Les assaillants sont un père et son fils. Deux hommes venus tirer sur des silhouettes, des corps, des vies. Quand les sirènes des secours résonnent enfin, quinze personnes sont déjà mortes, âgées de 10 à 87 ans. Une fillette succombera à l’hôpital. Quarante-deux autres blessés sont pris en charge dans la nuit, cinq entre la vie et la mort. Deux policiers figurent aussi parmi les touchés, atteints lors de l’échange de tirs qui mettra fin à l’attaque. Parmi les victimes, un Français : Dan Elkayam, 27 ans, ingénieur informatique, dont le nom est confirmé par le ministre des Affaires étrangères, Jean-Noël Barrot. Un nom de plus dans la liste, un parcours interrompu loin de chez lui, sur une plage censée incarner l’insouciance.

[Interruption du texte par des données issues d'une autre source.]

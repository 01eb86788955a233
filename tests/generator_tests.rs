//! Generator tests - level layout properties over every level and many seeds

use std::collections::HashMap;

use chem_sort::core::{move_budget, Catalog, Container, LevelGenerator, PuzzleState, SimpleRng};
use chem_sort::types::{Compound, CompoundRequirement, Element};

fn multiset_of_containers(containers: &[Container]) -> HashMap<String, u32> {
    let mut counts = HashMap::new();
    for c in containers {
        for e in c.elements() {
            *counts.entry(e.symbol.clone()).or_insert(0) += 1;
        }
    }
    counts
}

fn multiset_of_compounds(compounds: &[Compound]) -> HashMap<String, u32> {
    let mut counts = HashMap::new();
    for compound in compounds {
        for req in &compound.elements {
            *counts.entry(req.symbol.clone()).or_insert(0) += req.count;
        }
    }
    counts
}

fn generate_all(catalog: &Catalog) -> Vec<PuzzleState> {
    let generator = LevelGenerator::new(catalog);
    let mut out = Vec::new();
    for level in 1..=12 {
        for seed in [0u64, 1, 7, 12345, 987_654_321] {
            out.push(generator.generate(level, &mut SimpleRng::new(seed)).unwrap());
        }
    }
    out
}

#[test]
fn test_conservation() {
    let catalog = Catalog::builtin().unwrap();
    for puzzle in generate_all(&catalog) {
        assert_eq!(
            multiset_of_containers(puzzle.containers()),
            multiset_of_compounds(puzzle.active_compounds()),
            "level {}",
            puzzle.level()
        );
    }
}

#[test]
fn test_capacity_bound() {
    let catalog = Catalog::builtin().unwrap();
    for puzzle in generate_all(&catalog) {
        let largest = puzzle
            .active_compounds()
            .iter()
            .map(Compound::total_count)
            .max()
            .unwrap();
        assert!(puzzle.capacity() >= 3);
        assert!(puzzle.capacity() >= largest);
        for c in puzzle.containers() {
            assert!(c.len() <= puzzle.capacity(), "level {}", puzzle.level());
            assert_eq!(c.capacity(), puzzle.capacity());
        }
    }
}

#[test]
fn test_container_count_and_targets() {
    let catalog = Catalog::builtin().unwrap();
    for puzzle in generate_all(&catalog) {
        let active = puzzle.active_compounds();
        assert_eq!(puzzle.containers().len(), active.len() + 2);
        assert_eq!(puzzle.container_targets().len(), puzzle.containers().len());

        for (i, target) in puzzle.container_targets().iter().enumerate() {
            if i < active.len() {
                assert_eq!(target.as_ref(), Some(&active[i]));
            } else {
                assert!(target.is_none());
            }
        }
    }
}

#[test]
fn test_active_compounds_follow_level() {
    let catalog = Catalog::builtin().unwrap();
    let generator = LevelGenerator::new(&catalog);

    let l3 = generator.generate(3, &mut SimpleRng::new(1)).unwrap();
    assert_eq!(l3.active_compounds().len(), 8);
    assert!(l3.active_compounds().iter().all(|c| c.level <= 3));

    // Past the last catalog level everything stays active.
    let l15 = generator.generate(15, &mut SimpleRng::new(1)).unwrap();
    assert_eq!(l15.active_compounds().len(), 22);
}

#[test]
fn test_round_robin_keeps_containers_even() {
    let catalog = Catalog::builtin().unwrap();
    for puzzle in generate_all(&catalog) {
        let n = puzzle.containers().len();
        let per = puzzle.total_elements().div_ceil(n);
        let min = puzzle.total_elements() / n;
        for c in puzzle.containers() {
            assert!(c.len() <= per);
            assert!(c.len() >= min);
        }
    }
}

#[test]
fn test_move_budget_floor_level_one() {
    let catalog = Catalog::builtin().unwrap();
    let puzzle = LevelGenerator::new(&catalog)
        .generate(1, &mut SimpleRng::new(5))
        .unwrap();
    let total = puzzle.total_elements();
    assert_eq!(total, 8);

    let expected = ((total as f64 * 1.1).ceil() as u32).max(5);
    assert_eq!(puzzle.move_budget(), expected);
    assert_eq!(puzzle.move_budget(), 9);
}

#[test]
fn test_move_budget_grows_with_level() {
    let catalog = Catalog::builtin().unwrap();
    let generator = LevelGenerator::new(&catalog);
    let mut previous = 0;
    for level in 1..=10 {
        let puzzle = generator.generate(level, &mut SimpleRng::new(3)).unwrap();
        assert_eq!(
            puzzle.move_budget(),
            move_budget(puzzle.total_elements(), level)
        );
        assert!(puzzle.move_budget() > previous);
        previous = puzzle.move_budget();
    }
}

#[test]
fn test_seeds_change_layout() {
    let catalog = Catalog::builtin().unwrap();
    let generator = LevelGenerator::new(&catalog);
    let layouts: Vec<PuzzleState> = (0..10u64)
        .map(|seed| generator.generate(5, &mut SimpleRng::new(seed)).unwrap())
        .collect();
    assert!(layouts.iter().any(|p| p != &layouts[0]));
}

#[test]
fn test_synthetic_catalog() {
    let catalog = Catalog::new(
        vec![
            Element::new("A", "Alpha", 1, "#111111"),
            Element::new("B", "Beta", 2, "#222222"),
        ],
        vec![
            Compound::new("A₅", "Five A", vec![CompoundRequirement::new("A", 5)], 1),
            Compound::new("AB", "Pair", vec![
                CompoundRequirement::new("A", 1),
                CompoundRequirement::new("B", 1),
            ], 1),
        ],
    )
    .unwrap();

    let puzzle = LevelGenerator::new(&catalog)
        .generate(1, &mut SimpleRng::new(11))
        .unwrap();
    assert_eq!(puzzle.capacity(), 5);
    assert_eq!(puzzle.containers().len(), 4);
    assert_eq!(puzzle.total_elements(), 7);
    assert_eq!(puzzle.move_budget(), 8);
}
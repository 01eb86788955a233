//! Terminal Chemistry Sort runner (default binary).
//!
//! Reads one command per line from stdin and re-renders the session after
//! each one. Finished games are stored in an in-memory progress store and
//! echoed as JSON records.

use std::io::{self, BufRead, Write};
use std::time::Instant;

use anyhow::Result;

use chem_sort::config::Config;
use chem_sort::core::{GameSession, SimpleRng};
use chem_sort::progress::{MemoryStore, ProgressStore};
use chem_sort::term;
use chem_sort::types::GameAction;

fn main() -> Result<()> {
    env_logger::init();

    let args: Vec<String> = std::env::args().skip(1).collect();
    let config = Config::load(&args)?;
    let catalog = config.load_catalog()?;
    let seed = config.seed_or_clock();
    log::info!("starting at level {} with seed {}", config.level, seed);

    let mut session = GameSession::new(&catalog, config.level, SimpleRng::new(seed))?;
    let mut store = MemoryStore::new();
    let user_id = match &config.username {
        Some(name) => {
            let user = store.create_user(name)?;
            log::info!("playing as {} (user {})", user.username, user.id);
            user.id
        }
        None => {
            store.register(config.user_id)?;
            config.user_id
        }
    };

    run(&mut session, &mut store, user_id)
}

fn run(session: &mut GameSession<'_>, store: &mut MemoryStore, user_id: u64) -> Result<()> {
    let stdin = io::stdin();
    let mut out = io::stdout();

    writeln!(out, "{}", term::HELP)?;
    term::render(&mut out, session)?;

    let mut last_input = Instant::now();
    for line in stdin.lock().lines() {
        let line = line?;

        // Wall time between commands counts as play time while running.
        let now = Instant::now();
        let elapsed = now.duration_since(last_input).as_millis();
        session.tick(u32::try_from(elapsed).unwrap_or(u32::MAX));
        last_input = now;

        if term::is_quit(&line) {
            break;
        }
        if line.trim().is_empty() {
            continue;
        }

        let Some(action) = GameAction::parse(&line) else {
            writeln!(out, "unknown command: {}", line.trim())?;
            writeln!(out, "{}", term::HELP)?;
            continue;
        };

        let was_finished = session.phase().is_finished();
        match session.apply_action(action) {
            Ok(outcome) => writeln!(out, "{}", term::describe(&outcome))?,
            Err(err) => writeln!(out, "{}", term::describe_error(&err))?,
        }

        if !was_finished && session.phase().is_finished() {
            let stored = store.save_score(session.record(user_id))?;
            writeln!(out, "{}", serde_json::to_string(&stored.record)?)?;
            if let Some(progress) = store.progress(user_id) {
                term::render_progress(&mut out, &progress)?;
            }
        }

        term::render(&mut out, session)?;
    }

    Ok(())
}
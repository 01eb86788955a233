//! Catalog module - elements and target compounds
//!
//! A [`Catalog`] is built once, validated, and then only read. Every compound
//! must reference known elements with positive counts; anything else is a
//! configuration error and the catalog is never constructed.

use std::collections::{HashMap, HashSet};

use serde::Deserialize;
use thiserror::Error;

use crate::types::{Compound, CompoundRequirement, Element};

/// Configuration faults found while building a catalog
#[derive(Debug, Error)]
pub enum CatalogError {
    #[error("element symbol {0} is defined more than once")]
    DuplicateElement(String),
    #[error("compound {0} is defined more than once")]
    DuplicateFormula(String),
    #[error("compound {formula} references unknown element {symbol}")]
    UnknownSymbol { formula: String, symbol: String },
    #[error("compound {formula} requires zero {symbol}")]
    ZeroCount { formula: String, symbol: String },
    #[error("compound {formula} lists {symbol} more than once")]
    DuplicateRequirement { formula: String, symbol: String },
    #[error("compound {0} has no element requirements")]
    EmptyCompound(String),
    #[error("compound {0} has level 0 (levels start at 1)")]
    InvalidLevel(String),
    #[error("catalog json: {0}")]
    Json(#[from] serde_json::Error),
}

/// Validated, immutable element and compound tables
#[derive(Debug, Clone)]
pub struct Catalog {
    elements: Vec<Element>,
    by_symbol: HashMap<String, usize>,
    compounds: Vec<Compound>,
}

#[derive(Deserialize)]
struct CatalogFile {
    elements: Vec<Element>,
    compounds: Vec<Compound>,
}

impl Catalog {
    /// Build a catalog, rejecting any inconsistent entry
    pub fn new(elements: Vec<Element>, compounds: Vec<Compound>) -> Result<Self, CatalogError> {
        let mut by_symbol = HashMap::with_capacity(elements.len());
        for (i, element) in elements.iter().enumerate() {
            if by_symbol.insert(element.symbol.clone(), i).is_some() {
                return Err(CatalogError::DuplicateElement(element.symbol.clone()));
            }
        }

        let mut formulas = HashSet::with_capacity(compounds.len());
        for compound in &compounds {
            if !formulas.insert(compound.formula.as_str()) {
                return Err(CatalogError::DuplicateFormula(compound.formula.clone()));
            }
            validate_compound(compound, &by_symbol)?;
        }

        Ok(Self {
            elements,
            by_symbol,
            compounds,
        })
    }

    /// The catalog shipped with the game: 23 elements, 22 compounds over 10 levels
    pub fn builtin() -> Result<Self, CatalogError> {
        let elements = BUILTIN_ELEMENTS
            .iter()
            .map(|&(symbol, name, z, color)| Element::new(symbol, name, z, color))
            .collect();
        let compounds = BUILTIN_COMPOUNDS
            .iter()
            .map(|&(formula, name, reqs, level)| {
                let reqs = reqs
                    .iter()
                    .map(|&(symbol, count)| CompoundRequirement::new(symbol, count))
                    .collect();
                Compound::new(formula, name, reqs, level)
            })
            .collect();
        Self::new(elements, compounds)
    }

    /// Load `{"elements": [...], "compounds": [...]}`
    pub fn from_json(json: &str) -> Result<Self, CatalogError> {
        let file: CatalogFile = serde_json::from_str(json)?;
        Self::new(file.elements, file.compounds)
    }

    pub fn elements(&self) -> &[Element] {
        &self.elements
    }

    pub fn element(&self, symbol: &str) -> Option<&Element> {
        self.by_symbol.get(symbol).map(|&i| &self.elements[i])
    }

    pub fn compounds(&self) -> &[Compound] {
        &self.compounds
    }

    pub fn compound(&self, formula: &str) -> Option<&Compound> {
        self.compounds.iter().find(|c| c.formula == formula)
    }

    /// Compounds unlocked at `level`, in catalog order
    pub fn active_compounds(&self, level: u32) -> impl Iterator<Item = &Compound> + '_ {
        self.compounds.iter().filter(move |c| c.is_active_at(level))
    }

    /// Highest level any compound is introduced at (0 for an empty catalog)
    pub fn max_level(&self) -> u32 {
        self.compounds.iter().map(|c| c.level).max().unwrap_or(0)
    }
}

fn validate_compound(
    compound: &Compound,
    by_symbol: &HashMap<String, usize>,
) -> Result<(), CatalogError> {
    if compound.level == 0 {
        return Err(CatalogError::InvalidLevel(compound.formula.clone()));
    }
    if compound.elements.is_empty() {
        return Err(CatalogError::EmptyCompound(compound.formula.clone()));
    }

    let mut seen = HashSet::with_capacity(compound.elements.len());
    for req in &compound.elements {
        if !by_symbol.contains_key(&req.symbol) {
            return Err(CatalogError::UnknownSymbol {
                formula: compound.formula.clone(),
                symbol: req.symbol.clone(),
            });
        }
        if req.count == 0 {
            return Err(CatalogError::ZeroCount {
                formula: compound.formula.clone(),
                symbol: req.symbol.clone(),
            });
        }
        if !seen.insert(req.symbol.as_str()) {
            return Err(CatalogError::DuplicateRequirement {
                formula: compound.formula.clone(),
                symbol: req.symbol.clone(),
            });
        }
    }
    Ok(())
}

const BUILTIN_ELEMENTS: &[(&str, &str, u8, &str)] = &[
    ("H", "Hydrogen", 1, "#FF6B6B"),
    ("He", "Helium", 2, "#4ECDC4"),
    ("Li", "Lithium", 3, "#45B7D1"),
    ("Be", "Beryllium", 4, "#96CEB4"),
    ("B", "Boron", 5, "#FECA57"),
    ("C", "Carbon", 6, "#3D3D3D"),
    ("N", "Nitrogen", 7, "#5F4FBF"),
    ("O", "Oxygen", 8, "#FF3838"),
    ("F", "Fluorine", 9, "#FF9FF3"),
    ("Ne", "Neon", 10, "#FFB8B8"),
    ("Na", "Sodium", 11, "#FFD93D"),
    ("Mg", "Magnesium", 12, "#A8E6CF"),
    ("Al", "Aluminum", 13, "#C7C7C7"),
    ("Si", "Silicon", 14, "#8B4513"),
    ("P", "Phosphorus", 15, "#FFA500"),
    ("S", "Sulfur", 16, "#FFFF00"),
    ("Cl", "Chlorine", 17, "#90EE90"),
    ("Ar", "Argon", 18, "#E6E6FA"),
    ("K", "Potassium", 19, "#DDA0DD"),
    ("Ca", "Calcium", 20, "#FFF8DC"),
    ("Fe", "Iron", 26, "#B87333"),
    ("Cu", "Copper", 29, "#B87D2C"),
    ("Ba", "Barium", 56, "#00C851"),
];

type BuiltinCompound = (&'static str, &'static str, &'static [(&'static str, u32)], u32);

const BUILTIN_COMPOUNDS: &[BuiltinCompound] = &[
    // Level 1
    ("H₂O", "Water", &[("H", 2), ("O", 1)], 1),
    ("CO₂", "Carbon Dioxide", &[("C", 1), ("O", 2)], 1),
    ("NaCl", "Sodium Chloride", &[("Na", 1), ("Cl", 1)], 1),
    // Level 2
    ("NH₃", "Ammonia", &[("N", 1), ("H", 3)], 2),
    ("CH₄", "Methane", &[("C", 1), ("H", 4)], 2),
    ("HCl", "Hydrogen Chloride", &[("H", 1), ("Cl", 1)], 2),
    // Level 3
    ("CaCO₃", "Calcium Carbonate", &[("Ca", 1), ("C", 1), ("O", 3)], 3),
    ("NaOH", "Sodium Hydroxide", &[("Na", 1), ("O", 1), ("H", 1)], 3),
    // Level 4
    ("MgO", "Magnesium Oxide", &[("Mg", 1), ("O", 1)], 4),
    ("Al₂O₃", "Aluminum Oxide", &[("Al", 2), ("O", 3)], 4),
    // Level 5
    ("H₂SO₄", "Sulfuric Acid", &[("H", 2), ("S", 1), ("O", 4)], 5),
    ("KNO₃", "Potassium Nitrate", &[("K", 1), ("N", 1), ("O", 3)], 5),
    // Level 6
    ("C₂H₆", "Ethane", &[("C", 2), ("H", 6)], 6),
    ("Ca(OH)₂", "Calcium Hydroxide", &[("Ca", 1), ("O", 2), ("H", 2)], 6),
    // Level 7
    ("Fe₂O₃", "Iron(III) Oxide", &[("Fe", 2), ("O", 3)], 7),
    ("CuSO₄", "Copper Sulfate", &[("Cu", 1), ("S", 1), ("O", 4)], 7),
    // Level 8
    ("C₆H₁₂O₆", "Glucose", &[("C", 6), ("H", 12), ("O", 6)], 8),
    ("Mg(NO₃)₂", "Magnesium Nitrate", &[("Mg", 1), ("N", 2), ("O", 6)], 8),
    // Level 9
    ("C₂H₅OH", "Ethanol", &[("C", 2), ("H", 6), ("O", 1)], 9),
    ("Ba(ClO₃)₂", "Barium Chlorate", &[("Ba", 1), ("Cl", 2), ("O", 6)], 9),
    // Level 10
    ("C₃H₈", "Propane", &[("C", 3), ("H", 8)], 10),
    ("Al₂(SO₄)₃", "Aluminum Sulfate", &[("Al", 2), ("S", 3), ("O", 12)], 10),
];

#[cfg(test)]
mod tests {
    use super::*;

    fn h_o() -> Vec<Element> {
        vec![
            Element::new("H", "Hydrogen", 1, "#FF6B6B"),
            Element::new("O", "Oxygen", 8, "#FF3838"),
        ]
    }

    fn water() -> Compound {
        Compound::new(
            "H₂O",
            "Water",
            vec![CompoundRequirement::new("H", 2), CompoundRequirement::new("O", 1)],
            1,
        )
    }

    #[test]
    fn test_builtin_is_valid() {
        let catalog = Catalog::builtin().unwrap();
        assert_eq!(catalog.elements().len(), 23);
        assert_eq!(catalog.compounds().len(), 22);
        assert_eq!(catalog.max_level(), 10);
    }

    #[test]
    fn test_builtin_level_counts() {
        let catalog = Catalog::builtin().unwrap();
        let expected = [3, 6, 8, 10, 12, 14, 16, 18, 20, 22];
        for (i, &n) in expected.iter().enumerate() {
            let level = i as u32 + 1;
            assert_eq!(catalog.active_compounds(level).count(), n, "level {}", level);
        }
    }

    #[test]
    fn test_element_lookup() {
        let catalog = Catalog::builtin().unwrap();
        let ba = catalog.element("Ba").unwrap();
        assert_eq!(ba.atomic_number, 56);
        assert_eq!(ba.name, "Barium");
        assert!(catalog.element("Xx").is_none());
        // Symbols are case-sensitive.
        assert!(catalog.element("CL").is_none());
    }

    #[test]
    fn test_compound_lookup() {
        let catalog = Catalog::builtin().unwrap();
        let salt = catalog.compound("NaCl").unwrap();
        assert_eq!(salt.name, "Sodium Chloride");
        assert!(catalog.compound("XeF₄").is_none());
    }

    #[test]
    fn test_active_compounds_preserve_order() {
        let catalog = Catalog::builtin().unwrap();
        let formulas: Vec<&str> = catalog
            .active_compounds(2)
            .map(|c| c.formula.as_str())
            .collect();
        assert_eq!(formulas, vec!["H₂O", "CO₂", "NaCl", "NH₃", "CH₄", "HCl"]);
    }

    #[test]
    fn test_unknown_symbol_rejected() {
        let bad = Compound::new("NaCl", "Salt", vec![CompoundRequirement::new("Na", 1)], 1);
        let err = Catalog::new(h_o(), vec![bad]).unwrap_err();
        assert!(matches!(
            err,
            CatalogError::UnknownSymbol { ref symbol, .. } if symbol == "Na"
        ));
    }

    #[test]
    fn test_zero_count_rejected() {
        let bad = Compound::new(
            "HO",
            "Broken",
            vec![CompoundRequirement::new("H", 0), CompoundRequirement::new("O", 1)],
            1,
        );
        let err = Catalog::new(h_o(), vec![bad]).unwrap_err();
        assert!(matches!(err, CatalogError::ZeroCount { .. }));
    }

    #[test]
    fn test_duplicates_rejected() {
        let mut elements = h_o();
        elements.push(Element::new("H", "Again", 1, "#000000"));
        assert!(matches!(
            Catalog::new(elements, vec![]).unwrap_err(),
            CatalogError::DuplicateElement(_)
        ));

        assert!(matches!(
            Catalog::new(h_o(), vec![water(), water()]).unwrap_err(),
            CatalogError::DuplicateFormula(_)
        ));

        let doubled = Compound::new(
            "HH",
            "Doubled",
            vec![CompoundRequirement::new("H", 1), CompoundRequirement::new("H", 1)],
            1,
        );
        assert!(matches!(
            Catalog::new(h_o(), vec![doubled]).unwrap_err(),
            CatalogError::DuplicateRequirement { .. }
        ));
    }

    #[test]
    fn test_level_zero_and_empty_rejected() {
        let mut early = water();
        early.level = 0;
        assert!(matches!(
            Catalog::new(h_o(), vec![early]).unwrap_err(),
            CatalogError::InvalidLevel(_)
        ));

        let empty = Compound::new("∅", "Nothing", vec![], 1);
        assert!(matches!(
            Catalog::new(h_o(), vec![empty]).unwrap_err(),
            CatalogError::EmptyCompound(_)
        ));
    }

    #[test]
    fn test_from_json() {
        let json = r##"{
            "elements": [
                {"symbol": "H", "name": "Hydrogen", "atomicNumber": 1, "color": "#FF6B6B"},
                {"symbol": "O", "name": "Oxygen", "atomicNumber": 8, "color": "#FF3838"}
            ],
            "compounds": [
                {"formula": "H₂O", "name": "Water", "level": 1,
                 "elements": [{"symbol": "H", "count": 2}, {"symbol": "O", "count": 1}]}
            ]
        }"##;
        let catalog = Catalog::from_json(json).unwrap();
        assert_eq!(catalog.compounds(), &[water()]);
        assert_eq!(catalog.element("O").unwrap().atomic_number, 8);
    }

    #[test]
    fn test_from_json_malformed() {
        assert!(matches!(
            Catalog::from_json("{\"elements\": []").unwrap_err(),
            CatalogError::Json(_)
        ));
    }

    #[test]
    fn test_empty_catalog() {
        let catalog = Catalog::new(vec![], vec![]).unwrap();
        assert_eq!(catalog.max_level(), 0);
        assert_eq!(catalog.active_compounds(5).count(), 0);
    }
}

Bondi n’est pas un lieu anodin. C’est un symbole australien, un espace ouvert, populaire, traversé chaque week-end par des milliers de promeneurs, de nageurs, de surfeurs. Dimanche soir, ce décor s’est transformé en scène de crime. Les autorités australiennes parlent rapidement d’un attentat ciblé : la célébration de Hanouka ne laisse guère de doute sur la dimension antisémite de l’attaque. Le Conseil national des imams australien appelle à l’unité et à la solidarité, tandis que la police signale, le lendemain, la découverte de têtes de porc abandonnées dans un cimetière musulman du sud-ouest de Sydney, comme si la haine, une fois lâchée, cherchait déjà d’autres terrains où s’exprimer.
En France, le parquet national antiterroriste ouvre dès lundi une enquête parallèle pour « assassinat en relation avec une entreprise terroriste » et « tentative d’assassinats en relation avec une entreprise terroriste ». Officiellement, il s’agit de permettre aux victimes et à leurs proches résidant en France d’accéder aux informations et aux dispositifs d’aide. Officieusement, c’est aussi la reconnaissance que ce qui s’est joué à Bondi dépasse les frontières australiennes. Dans la foulée, le ministre de l’Intérieur demande aux préfets de renforcer la protection des lieux de culte juifs sur le territoire français.
Les suspects, désormais nommés, s’appellent Sajid et Naveed Akram. Le père, 50 ans, est abattu par la police sur la plage. Le fils, 24 ans, grièvement blessé, est hospitalisé sous surveillance. Selon la police de Nouvelle-Galles-du-Sud, Sajid Akram détenait légalement un permis pour six armes à feu, toutes utilisées lors de l’attaque. Les enquêteurs antiterroristes estiment que les deux hommes avaient prêté allégeance à l’organisation État islamique. Naveed Akram, citoyen australien de naissance, était déjà soupçonné d’être étroitement lié à un membre de l’EI arrêté en 2019 et condamné pour avoir préparé un acte terroriste en Australie. Aucun complice n’est recherché à ce stade. La violence, ici, semble avoir été contenue dans un cercle familial, refermé sur lui-même.
Dans le chaos, un homme parvient pourtant à désarmer l’un des tireurs. Son geste, filmé, commenté, partagé, est aussitôt salué comme héroïque à travers le monde. Mais à Bondi, une fois les caméras rangées, il reste surtout des traces de sang sur le sable, des chaussures abandonnées, des téléphones qui sonnent sans réponse. Et cette question sourde, qui revient toujours après les attentats : comment, dans un lieu aussi ouvert, aussi familier, la mort a-t-elle pu s’installer avec une telle facilité ? À la fête des lumières a succédé la nuit. Une nuit lourde, que même l’océan, ce soir-là, n’a pas réussi à effacer.